たくさんの連載を抱え各社の編集担当者が原稿回収にシノギを削る。
そんな中で自分の担当原稿を一番に仕上げてもらうのに誰もが必死なのだ。

手塚治虫は常に3〜4本のアイデアを考え
その中から編集担当者に一本に絞ってもらっていたそうだ。
手塚治虫渾身のストーリーだけに選ぶ方も真剣勝負。
いいかげんな態度や妥協は許されない。

途中、漫画の神様と言われている手塚治虫が
疲労困憊になりぼろ雑巾の様に床で眠るシーンが出て来る。
手塚の原稿遅れにキレた編集担当者が事務所の壁を壊す場面も出て来る。
これが神様の創作の舞台裏。

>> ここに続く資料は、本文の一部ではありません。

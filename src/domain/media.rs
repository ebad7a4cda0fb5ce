use bytes::Bytes;

pub const ALLOWED_AUDIO_EXTENSIONS: &[&str] = &["mp3", "wav", "m4a", "aac", "ogg", "flac", "webm"];
pub const ALLOWED_IMAGE_EXTENSIONS: &[&str] = &["png", "jpg", "jpeg", "gif", "webp"];

pub const MAX_UPLOAD_BYTES: u64 = 16 * 1024 * 1024;
pub const MAX_LIPSYNC_AUDIO_BYTES: u64 = 10 * 1024 * 1024;

#[derive(Debug, Clone, Copy, PartialEq, Eq, Hash)]
pub enum MediaKind {
    Audio,
    Image,
}

impl MediaKind {
    pub fn as_str(&self) -> &'static str {
        match self {
            MediaKind::Audio => "audio",
            MediaKind::Image => "image",
        }
    }

    pub fn allowed_extensions(&self) -> &'static [&'static str] {
        match self {
            MediaKind::Audio => ALLOWED_AUDIO_EXTENSIONS,
            MediaKind::Image => ALLOWED_IMAGE_EXTENSIONS,
        }
    }
}

pub fn mime_for_extension(extension: &str) -> &'static str {
    match extension {
        "mp3" => "audio/mpeg",
        "wav" => "audio/wav",
        "webm" => "audio/webm",
        "mp4" | "m4a" => "audio/mp4",
        "aac" => "audio/aac",
        "ogg" => "audio/ogg",
        "flac" => "audio/flac",
        "jpg" | "jpeg" => "image/jpeg",
        "png" => "image/png",
        "gif" => "image/gif",
        "webp" => "image/webp",
        _ => "application/octet-stream",
    }
}

/// A file the collaborator received from the user, already read into memory.
#[derive(Debug, Clone)]
pub struct MediaUpload {
    pub filename: String,
    pub bytes: Bytes,
}

impl MediaUpload {
    pub fn new(filename: impl Into<String>, bytes: Bytes) -> Self {
        Self {
            filename: filename.into(),
            bytes,
        }
    }

    pub fn extension(&self) -> Option<String> {
        self.filename
            .rsplit_once('.')
            .map(|(_, ext)| ext.to_lowercase())
            .filter(|ext| !ext.is_empty())
    }

    pub fn size(&self) -> u64 {
        self.bytes.len() as u64
    }
}

#[derive(Debug, thiserror::Error)]
pub enum MediaValidationError {
    #[error("{0} file is empty")]
    Empty(&'static str),
    #[error("filename {0:?} has no extension")]
    MissingExtension(String),
    #[error("invalid {kind} file type .{extension}, allowed: {allowed}")]
    UnsupportedExtension {
        kind: &'static str,
        extension: String,
        allowed: String,
    },
    #[error("{kind} file too large: {size} bytes (max {max})")]
    TooLarge {
        kind: &'static str,
        size: u64,
        max: u64,
    },
}

/// Checks an upload against the allow-list and size cap for its kind and
/// returns the lowercased extension.
pub fn validate_upload(
    upload: &MediaUpload,
    kind: MediaKind,
    max_bytes: u64,
) -> Result<String, MediaValidationError> {
    if upload.bytes.is_empty() {
        return Err(MediaValidationError::Empty(kind.as_str()));
    }
    let extension = upload
        .extension()
        .ok_or_else(|| MediaValidationError::MissingExtension(upload.filename.clone()))?;
    if !kind.allowed_extensions().contains(&extension.as_str()) {
        return Err(MediaValidationError::UnsupportedExtension {
            kind: kind.as_str(),
            extension,
            allowed: kind.allowed_extensions().join(", "),
        });
    }
    if upload.size() > max_bytes {
        return Err(MediaValidationError::TooLarge {
            kind: kind.as_str(),
            size: upload.size(),
            max: max_bytes,
        });
    }
    Ok(extension)
}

まさに魂のぶつかり合い。命がけの格闘技なのだ。

本書の漫画のタッチはお世辞にも上手い絵ではないのだが
貪るように漫画と格闘する手塚治虫の鬼気迫る表情や
漫画にかける彼の熱い想いを迫真の描写で再現していると思う。

手塚治虫はスゴかった。そしてそれを影で支えた男たちもまたスゴかった。
今日のマンガがあるのはこうした人々の
血のにじむような格闘の日々があったからにほかならない。